La stagione 2025 di Lewis Hamilton con la Ferrari si avvia alla conclusione con il peso di un esordio ben più complesso di quanto ci si aspettasse quando, a inizio anno, il suo arrivo a Maranello aveva alimentato un entusiasmo mondiale. Il legame emotivo tra il sette volte campione e l’ambiente Ferrari non si è sgretolato; al contrario, dalle parole del britannico emerge un affetto profondo, quasi protettivo, verso una squadra che gli ha offerto accoglienza e passione. Ma tutto questo non basta a nascondere l’evidenza: il matrimonio sportivo non ha ancora trovato la sua direzione tecnica.
“Ricorderò sempre il primo giorno a Maranello e la prima volta in cui ho guidato con la mia famiglia presente. Porterò con me lo spirito di questa squadra. La squadra ha lo spirito migliore, le persone qui hanno l’energia migliore. È davvero un ambiente bellissimo in cui lavorare grazie alle persone e c’è così tanta passione che la prendo e cerco semplicemente di riversarlo nella prossima stagione”, ha detto Lewis ai microfoni della F1.

Ad Abu Dhabi, Hamilton arriva con un bilancio amaro. La SF-25 non ha mantenuto le promesse, la curva di sviluppo si è rivelata fragile e spesso incoerente e la gestione tecnica è stata condizionata dalla scelta (poi ammessa apertamente da Fred Vasseur) di concentrare molte risorse già sulle rivoluzionarie monoposto del 2026. L’ex Mercedes ha dovuto convivere con una vettura imprevedibile sull’anteriore, instabile nei cambi di direzione e troppo sensibile al vento. Problemi che lo hanno costretto a intervenire con continuità sul setup, cercando soluzioni tampone più che evolutive.
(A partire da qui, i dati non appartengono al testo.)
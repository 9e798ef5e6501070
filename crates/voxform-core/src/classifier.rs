//! Heuristic detection of unfilled form blanks.

use regex::{Regex, RegexSet};

use crate::error::FormError;

/// Placeholder tokens, stripped in this order when a node is converted.
const PLACEHOLDER_PATTERNS: [&str; 4] = [
    r"_{3,}",
    r"\.{3,}",
    r"(?i)\((?:enter|fill|input|image|logo|photo)\)",
    r"\[.*?\]",
];

/// Text that is empty or whitespace only.
const BLANK_PATTERN: &str = r"^\s*$";

/// Decides whether a node's text looks like a blank waiting to be filled.
///
/// Matches runs of three or more underscores or dots, the hints `(enter)`,
/// `(fill)`, `(input)`, `(image)`, `(logo)`, `(photo)` in any case, bracketed
/// tokens such as `[Name]`, and blank text. False positives are accepted.
#[derive(Debug, Clone)]
pub struct FieldClassifier {
    fillable: RegexSet,
    placeholders: Vec<Regex>,
}

impl FieldClassifier {
    pub fn new() -> Result<Self, FormError> {
        let fillable = RegexSet::new(PLACEHOLDER_PATTERNS.iter().copied().chain([BLANK_PATTERN]))?;
        let placeholders = PLACEHOLDER_PATTERNS
            .iter()
            .map(|pattern| Regex::new(pattern))
            .collect::<Result<Vec<_>, _>>()?;
        Ok(Self {
            fillable,
            placeholders,
        })
    }

    pub fn is_fillable(&self, text: &str) -> bool {
        self.fillable.is_match(text)
    }

    /// Remove every placeholder token and trim what is left.
    pub fn strip_placeholders(&self, text: &str) -> String {
        let stripped = self
            .placeholders
            .iter()
            .fold(text.to_string(), |acc, pattern| {
                pattern.replace_all(&acc, "").into_owned()
            });
        stripped.trim().to_string()
    }
}

#[cfg(test)]
#[path = "classifier_tests.rs"]
mod tests;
Ma nella sua analisi, Hamilton non si sottrae alla responsabilità personale. Rivela di aver annotato ogni settimana errori, decisioni, sensazioni su ciò che non ha funzionato. È un approccio che conferma quanto il britannico, pur nella fase più difficile della sua carriera recente, non abbia perso l’ossessione per il miglioramento. E il fatto che parli apertamente della necessità di un confronto con gli “stakeholder principali” suggerisce che il suo ruolo all’interno del progetto Ferrari stia evolvendo verso una partecipazione più attiva nelle scelte strategiche, ben oltre la guida in pista.
“Non è un processo semplice. Ovviamente testeremo la prossima settimana, poi torneremo in fabbrica. Devo decidere quale sarà il mio approccio quando si tratterà di sedermi con gli stakeholder principali per prendere decisioni e capire come impostare il percorso per creare il cambiamento necessario. In termini di riflessione personale, ogni weekend ho scritto ciò che secondo me era andato storto, le decisioni che ho preso, quindi c’è molto da imparare“, ha spiegato il sette volte iridato.

Il quadro che emerge è quello di un Hamilton combattuto tra il legame umano con la Ferrari e la frustrazione per la mancanza di prestazioni. Il pilota riconosce il valore del gruppo, l’energia delle persone di Maranello, quell’ambiente che definisce “bellissimo” proprio per la passione che lo sostiene. Ma è chiaro che questo non basterà nel 2026, quando il nuovo regolamento – aerodinamico, telaistico e motoristico – rappresenterà un reset totale per la Formula 1.
Per Hamilton, la sfida ora è guidare non solo la monoposto ma il processo di cambiamento. Il suo riferimento a un approccio da definire con i vertici della Scuderia è la vera chiave del futuro: servirà una linea tecnica più solida, decisioni più rapide e un’identità chiara per la Ferrari che verrà.
Mentre si accendono i riflettori di Yas Marina per l’ultimo atto del Mondiale, Hamilton sembra più determinato che rassegnato. La delusione del 2025 è un punto di partenza, non di arrivo. E se la Ferrari saprà ascoltarlo davvero, il 2026 potrebbe rappresentare il momento della rinascita, non solo per il team ma anche per il campione che ha deciso di credere nel Cavallino Rampante.